深坑请注意: 在r+模式下. 如果读取了内容. 不论读取内容多少. 光标显示的是多少. 再写入
或者操作文件的时候都是在结尾进行的操作.

file = open('words/fundstype.txt',mode='r+',encoding='utf-8')
content=file.read()
print(content)
file.write("公募")
file.flush()
print(content)
file.close()

file = open('words/fundstype.txt',mode='r+',encoding='utf-8')
content=file.read()
print(content)
file.close()

结果：
专户产品
专户产品
专户产品公募

9.写读模式（w+）

先将所有的内容清空,然后写入.最后读取.但是读取的内容是空的,不常用

file = open('words/fundstype.txt',mode='w+',encoding='utf-8')
file.write("公募")
file.flush()
content=file.read()
file.close()
print(content)

10.追加读(a+,a+b)

a+模式下,不论是先读还是后读,都是读不到数据的

还有几个带b的模式,其实就是对字节的一些操作

file = open('words/fundstype.txt',mode='a+',encoding='utf-8')
file.write("公募")
file.flush()
content=file.read()
file.close()
print(content)

11.其他相关操作

1.seek()

seek(n)光标移动到n位置，注意：移动单位是byte，因此如果是utf-8的中文部分要是3的倍数

通常我们使用seek都是移动到开头或者结尾

移动到开头：seek(0,0) 可以看做成seek(0)

seek(6)这种如果是单数并且不是0的就是按照字节来移动光标

移动到结尾：seek(0,2)

seek的第二个参数表示的是从哪个位置进行偏移。
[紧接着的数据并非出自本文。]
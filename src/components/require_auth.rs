//! Route guard for protected pages.
//!
//! Every mount of a protected page re-evaluates the check against the
//! in-memory session — there is no cached verdict, so a session cleared
//! mid-visit is caught on the next navigation. During server pre-render
//! there is no navigable context; the guard renders nothing protected and
//! does not attempt navigation.

#[cfg(test)]
#[path = "require_auth_test.rs"]
mod require_auth_test;

use leptos::prelude::*;
use leptos_router::NavigateOptions;
use leptos_router::hooks::use_navigate;

use crate::state::session::{Session, SessionStore};

/// Outcome of a protected-route check.
#[derive(Clone, Copy, Debug, PartialEq, Eq)]
pub enum GuardDecision {
    /// Session is authenticated; render proceeds.
    Authorized,
    /// Unauthenticated in a browser: navigate to the login route.
    Redirecting,
    /// Unauthenticated outside a browser: no navigation target exists.
    Skipped,
}

/// Synchronous guard check against the in-memory session.
pub fn decide(session: &Session, in_browser: bool) -> GuardDecision {
    if session.is_authenticated {
        GuardDecision::Authorized
    } else if in_browser {
        GuardDecision::Redirecting
    } else {
        GuardDecision::Skipped
    }
}

fn in_browser() -> bool {
    #[cfg(feature = "hydrate")]
    {
        web_sys::window().is_some()
    }
    #[cfg(not(feature = "hydrate"))]
    {
        false
    }
}

/// Wrapper for protected page content. Unauthenticated visitors are sent
/// to `/login`; protected children are only ever rendered for an
/// authenticated session.
#[component]
pub fn RequireAuth(children: ChildrenFn) -> impl IntoView {
    let session = expect_context::<SessionStore>();
    let navigate = use_navigate();

    Effect::new(move || {
        if decide(&session.session(), in_browser()) == GuardDecision::Redirecting {
            navigate("/login", NavigateOptions::default());
        }
    });

    move || session.session().is_authenticated.then(|| children())
}
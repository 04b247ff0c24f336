//! Page components, one per route.

pub mod asset_detail;
pub mod assets;
pub mod dashboard;
pub mod login;
pub mod logout;
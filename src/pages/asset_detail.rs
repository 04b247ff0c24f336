//! Asset detail page with the inspection log and embedded entry form.

use leptos::prelude::*;
use leptos_router::hooks::use_params_map;

use crate::components::inspection_form::InspectionForm;
use crate::components::require_auth::RequireAuth;
use crate::net::types::{Asset, AuditRecord};

/// Asset detail page.
#[component]
pub fn AssetDetailPage() -> impl IntoView {
    view! {
        <RequireAuth>
            <AssetDetailView/>
        </RequireAuth>
    }
}

#[component]
fn AssetDetailView() -> impl IntoView {
    let params = use_params_map();
    let asset_id = move || params.read().get("id").unwrap_or_default();

    let asset = RwSignal::new(None::<Asset>);
    let history = RwSignal::new(Vec::<AuditRecord>::new());
    let show_entry = RwSignal::new(false);
    let reload = RwSignal::new(0u32);

    // Fetch the asset and its inspection log together; re-run when the
    // route param changes or a saved entry bumps `reload`.
    Effect::new(move || {
        reload.get();
        let id = asset_id();
        if id.is_empty() {
            return;
        }
        leptos::task::spawn_local(async move {
            match crate::net::api::fetch_asset_with_history(&id).await {
                Ok((fetched, records)) => {
                    asset.set(Some(fetched));
                    history.set(records);
                }
                Err(err) => leptos::logging::warn!("asset fetch failed: {err}"),
            }
        });
    });

    let on_saved = Callback::new(move |()| {
        show_entry.set(false);
        reload.update(|n| *n += 1);
    });
    let on_cancel = Callback::new(move |()| show_entry.set(false));

    view! {
        <div class="asset-detail">
            <a class="asset-detail__back" href="/asset" title="Back to assets">
                "\u{2190} Assets"
            </a>

            {move || {
                asset
                    .get()
                    .map(|a| {
                        view! {
                            <div class="asset-detail__summary">
                                <h1>{a.asset_name}</h1>
                                <p class="asset-detail__no">{a.asset_no}</p>
                                <dl class="asset-detail__facts">
                                    <dt>"Condition"</dt>
                                    <dd>{a.condition}</dd>
                                    <dt>"Category"</dt>
                                    <dd>{a.category_code}</dd>
                                    <dt>"Book Value"</dt>
                                    <dd>
                                        {a.book_value.map_or_else(String::new, |v| format!("{v:.2}"))}
                                    </dd>
                                </dl>
                            </div>
                        }
                    })
            }}

            <section class="asset-detail__inspections">
                <header class="asset-detail__inspections-header">
                    <h2>"Inspection Log"</h2>
                    <button class="btn btn--primary" on:click=move |_| show_entry.set(true)>
                        "+ New Inspection"
                    </button>
                </header>

                <Show when=move || show_entry.get()>
                    <InspectionForm asset_id=asset_id() on_saved=on_saved on_cancel=on_cancel/>
                </Show>

                <Show when=move || history.with(Vec::is_empty)>
                    <p class="asset-detail__no-inspections">"No inspections recorded yet."</p>
                </Show>

                <table class="asset-detail__log">
                    <thead>
                        <tr>
                            <th>"Date"</th>
                            <th>"Inspector"</th>
                            <th>"Status"</th>
                            <th>"Notes"</th>
                        </tr>
                    </thead>
                    <tbody>
                        {move || {
                            history
                                .get()
                                .into_iter()
                                .map(|record| {
                                    view! {
                                        <tr>
                                            <td>{record.check_date}</td>
                                            <td>{record.checked_by}</td>
                                            <td>{record.status}</td>
                                            <td>{record.remarks}</td>
                                        </tr>
                                    }
                                })
                                .collect::<Vec<_>>()
                        }}
                    </tbody>
                </table>
            </section>
        </div>
    }
}
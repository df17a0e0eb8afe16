// SPDX-License-Identifier: MPL-2.0
//! Diagnostics export adapter.
//!
//! The host decides where a report goes; the collector only knows how to
//! serialize itself. [`DiagnosticsExporter`] is the seam between the two.
//!
//! # Example
//!
//! ```no_run
//! use preview_player::diagnostics::DiagnosticsCollector;
//! use preview_player::infrastructure::diagnostics::DiagnosticsExporter;
//!
//! let collector = DiagnosticsCollector::default();
//! let path = collector.export_to_directory(std::path::Path::new("/tmp"))?;
//! # Ok::<(), preview_player::error::Error>(())
//! ```

use std::path::{Path, PathBuf};

use crate::diagnostics::{generate_default_filename, DiagnosticsCollector};
use crate::error::Result;

/// Trait for diagnostic report export operations.
pub trait DiagnosticsExporter {
    /// Exports the report to `path`.
    ///
    /// # Errors
    ///
    /// Returns an error if the file cannot be written.
    fn export_to_file(&self, path: &Path) -> Result<PathBuf>;

    /// Exports the report under a timestamped name inside `dir`.
    ///
    /// # Errors
    ///
    /// Returns an error if the file cannot be written.
    fn export_to_directory(&self, dir: &Path) -> Result<PathBuf> {
        self.export_to_file(&dir.join(generate_default_filename()))
    }
}

impl DiagnosticsExporter for DiagnosticsCollector {
    fn export_to_file(&self, path: &Path) -> Result<PathBuf> {
        DiagnosticsCollector::export_to_file(self, path)
    }
}

/// Exports to `target`: a directory gets a timestamped file, anything else
/// is used as the file path.
///
/// # Errors
///
/// Returns an error if the file cannot be written.
pub fn export_report(exporter: &dyn DiagnosticsExporter, target: &Path) -> Result<PathBuf> {
    if target.is_dir() {
        exporter.export_to_directory(target)
    } else {
        exporter.export_to_file(target)
    }
}
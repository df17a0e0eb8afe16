// SPDX-License-Identifier: MPL-2.0
//! Preview session: resolve a source, play it, recover from failures.
//!
//! - [`resolver`]: local copy or remote URI
//! - [`machine`]: pure state transitions
//! - [`presenter`]: what a failure shows to the user
//! - [`overlay`]: controls visibility tracking
//! - [`controller`]: owns the state and runs effects against the capabilities

pub mod controller;
pub mod machine;
pub mod overlay;
pub mod presenter;
pub mod resolver;

pub use controller::{Capabilities, PlaybackController};
pub use machine::{transition, Context, ControllerState, Effect, Transition};
pub use resolver::{resolve, resolve_request, SourceUnavailable};

use crate::config::defaults::DEFAULT_KEEP_DISPLAY_AWAKE;

/// Per-session knobs taken from configuration.
#[derive(Debug, Clone, Copy, PartialEq, Eq)]
pub struct SessionSettings {
    /// Hold a display wake lock between load and termination.
    pub keep_display_awake: bool,
}

impl Default for SessionSettings {
    fn default() -> Self {
        Self {
            keep_display_awake: DEFAULT_KEEP_DISPLAY_AWAKE,
        }
    }
}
默认是0，表示开头；1表示当前位置；2表示结尾。

2.tell()

使用tell()可以帮我们获取当前光标在什么字节位置

file = open('words/fundstype.txt',mode='r+',encoding='utf-8')
file.seek(0)#光标移动到开头
content = file.read()#读取内容，此时光标移动到结尾
print(content)

file.seek(0)#再次将光标移动到开头
file.seek(0,2)#将光标移动到结尾
content2=file.read()#读取内容，什么都没有
print(content2)

file.seek(0)#移动到开头
file.write("陈奕迅")#写入信息，此时光标在9，utf-8编码，中文3*3=9个byte
file.flush()
locations=file.tell()#获取光标当前的位置
print(locations)

file.seek(0)#再次将光标移动到开头
content3=file.read()
print(content3)

file.close()

结果：
股票型基金

9
陈奕迅基金

3.truncate()

删掉光标后面的所有内容

如果想做截断操作。要先挪动光标，挪动到你想要截断的位置.，然后再进行截断。
关于truncate(n)，如果给出了n，则从n进行截断；如果不给n, 则从当前位置截断，后面
的内容将会被删除。

file = open('words/fundstype.txt',mode='w',encoding='utf-8')
file.write("股票型基金")#写入两个字符
file.seek(12)#光标移动到第12个字节位置，基字后面
file.truncate()#删掉光标后面的所有内容
file.close()

file = open('words/fundstype.txt',mode='r+',encoding='utf-8')
content=file.read(3)#读取3个字符
print(content)
file.seek(3)
print(file.tell())
file.truncate()#后面的内容全部删掉
file.flush()

content2=file.read()
print(content2)

file.seek(0)
content3=file.read()
print(content3)
file.close()


结果：
股票型
3

股

12.修改文件

文件修改: 只能将文件中的内容读取到内存中, 将信息修改完毕, 然后将源文件删除, 将新文件的名字改成老文件的名字.

import os
with open('words/fundstype.txt',mode='r',encoding='utf-8') as f1,\
    open('words/fundstype_new.txt',mode='w',encoding='utf-8') as f2:
    content = f1.read()
    new_content=content.replace("股票","货币")
    f2.write(new_content)
os.remove("words/fundstype.txt")# 删除源文件
os.rename("words/fundstype_new.txt","fundstype.txt")# 重命名新文件

弊端：一次将所有的内容进行读取，会出现内存溢出。

解决方案：一行一行的读取和操作。

import os
with open('fundstype.txt',mode='r',encoding='utf-8') as f1,\
    open('fundstype_new.txt',mode='w',encoding='utf-8') as f2:
    for line in f1:
        new_line=line.replace("股票","货币")
        f2.write(new_line)
os.remove("fundstype.txt")# 删除源文件
os.rename("fundstype_new.txt","fundstype.txt")# 重命名新文件